Collected data
- Opening Delimiter -

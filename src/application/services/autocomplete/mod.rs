//! Rune-triggered completion engine for the composer.
//!
//! The engine watches the composer buffer, finds an active trigger rune
//! left of the cursor, and dispatches the query to the matching source
//! after a debounce. Sources own their candidate caches; the engine owns
//! the trigger state, the debounce clock, and the per-query cancellation.

mod command_source;
mod emoji_source;
mod member_source;
mod source;

pub use command_source::CommandSource;
pub use emoji_source::EmojiSource;
pub use member_source::MemberSource;
pub use source::{Completion, SearchContext, Source};

use std::ops::Range;
use std::sync::Arc;
use std::time::{Duration, Instant};

use tracing::trace;

use crate::application::env::ModelEnv;
use crate::domain::entities::{ChannelId, GuildId};
use crate::runtime::CancelToken;

/// Hard per-search deadline.
const SEARCH_DEADLINE: Duration = Duration::from_secs(1);

/// Buffer edit produced by committing a completion: replace `range` with
/// `text`.
#[derive(Debug, Clone, PartialEq, Eq)]
pub struct Replacement {
    /// Byte range covering the trigger rune and the query.
    pub range: Range<usize>,
    /// Text to insert in its place.
    pub text: String,
}

struct ActiveTrigger {
    source_index: usize,
    anchor: usize,
    end: usize,
    query: String,
    changed_at: Instant,
    cancel: CancelToken,
    served: bool,
}

/// Completion engine bound to one composer.
pub struct AutocompleteEngine {
    env: ModelEnv,
    channel_id: ChannelId,
    guild_id: Option<GuildId>,
    sources: Vec<Box<dyn Source>>,
    active: Option<ActiveTrigger>,
}

impl AutocompleteEngine {
    /// Creates an engine with the default emoji, member, and command
    /// sources configured from the environment's options.
    #[must_use]
    pub fn new(env: ModelEnv, channel_id: ChannelId, guild_id: Option<GuildId>) -> Self {
        let options = env.options();
        let max = options.autocomplete_max_results;
        let sources: Vec<Box<dyn Source>> = vec![
            Box::new(EmojiSource::new(options.emoji_cache_ttl(), max)),
            Box::new(MemberSource::new(options.member_cache_ttl(), max)),
            Box::new(CommandSource::new(max)),
        ];
        Self {
            env,
            channel_id,
            guild_id,
            sources,
            active: None,
        }
    }

    /// Replaces the source set, for hosts that add their own providers.
    pub fn set_sources(&mut self, sources: Vec<Box<dyn Source>>) {
        self.dismiss();
        self.sources = sources;
    }

    /// Returns whether a trigger is currently anchored.
    #[must_use]
    pub const fn is_active(&self) -> bool {
        self.active.is_some()
    }

    /// Re-anchors the engine against the buffer after any change to the
    /// text or the cursor. Returns whether a trigger is active. A query
    /// change cancels the previous in-flight search and restarts the
    /// debounce clock.
    pub fn update(&mut self, buffer: &str, cursor: usize, now: Instant) -> bool {
        let Some((source_index, anchor, query)) = self.scan(buffer, cursor) else {
            self.dismiss();
            return false;
        };
        let unchanged = self.active.as_ref().is_some_and(|a| {
            a.source_index == source_index && a.anchor == anchor && a.query == query
        });
        if unchanged {
            if let Some(active) = self.active.as_mut() {
                active.end = cursor;
            }
            return true;
        }
        if let Some(previous) = &self.active {
            previous.cancel.cancel();
        }
        trace!(anchor, query = %query, "trigger anchored");
        self.active = Some(ActiveTrigger {
            source_index,
            anchor,
            end: cursor,
            query,
            changed_at: now,
            cancel: CancelToken::new(),
            served: false,
        });
        true
    }

    /// Runs the pending search if the debounce interval has elapsed.
    /// Returns `None` while debouncing, when the query is below the
    /// source's minimum length, or when the current query was already
    /// served.
    pub fn poll(&mut self, now: Instant) -> Option<Vec<Completion>> {
        let debounce = self.env.options().autocomplete_debounce();
        let (source_index, query, cancel) = {
            let active = self.active.as_mut()?;
            let min = self.sources[active.source_index].min_query_len();
            if active.served
                || active.query.chars().count() < min
                || now.duration_since(active.changed_at) < debounce
            {
                return None;
            }
            active.served = true;
            (active.source_index, active.query.clone(), active.cancel.clone())
        };

        let ctx = SearchContext {
            cabinet: Arc::clone(self.env.cabinet()),
            guild_id: self.guild_id,
            channel_id: self.channel_id,
            premium: self.env.cabinet().premium(),
            now,
            deadline: now + SEARCH_DEADLINE,
            cancel: cancel.clone(),
        };
        let results = self.sources[source_index].search(&ctx, &query);
        if cancel.is_cancelled() {
            return None;
        }
        Some(results)
    }

    /// Drops the active trigger and cancels its in-flight search.
    pub fn dismiss(&mut self) {
        if let Some(active) = self.active.take() {
            active.cancel.cancel();
        }
    }

    /// Commits a completion: returns the buffer edit replacing the
    /// anchored trigger-and-query range, and clears the trigger.
    pub fn commit(&mut self, completion: &Completion) -> Option<Replacement> {
        let active = self.active.take()?;
        active.cancel.cancel();
        Some(Replacement {
            range: active.anchor..active.end,
            text: completion.insert.clone(),
        })
    }

    /// Finds the trigger left of the cursor: scan backwards until
    /// whitespace (no trigger) or a registered trigger rune that sits at
    /// buffer start or after whitespace. Start-anchored sources only match
    /// at offset 0.
    fn scan(&self, buffer: &str, cursor: usize) -> Option<(usize, usize, String)> {
        let head = buffer.get(..cursor)?;
        for (offset, ch) in head.char_indices().rev() {
            if ch.is_whitespace() {
                return None;
            }
            let Some(source_index) = self
                .sources
                .iter()
                .position(|source| source.trigger() == ch)
            else {
                continue;
            };
            let source = &self.sources[source_index];
            if source.anchor_to_start() && offset != 0 {
                return None;
            }
            let preceded_ok = offset == 0
                || head[..offset]
                    .chars()
                    .next_back()
                    .is_some_and(char::is_whitespace);
            if !preceded_ok {
                return None;
            }
            let query = head[offset + ch.len_utf8()..].to_string();
            return Some((source_index, offset, query));
        }
        None
    }
}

- Closing Delimiter -

» **EXERCISE REQUIREMENTS**:
For the word "MemberSource", go through the records and show each line that carries it.

» **WORKED SOLUTION**:
pub use member_source::MemberSource;
            Box::new(MemberSource::new(options.member_cache_ttl(), max)),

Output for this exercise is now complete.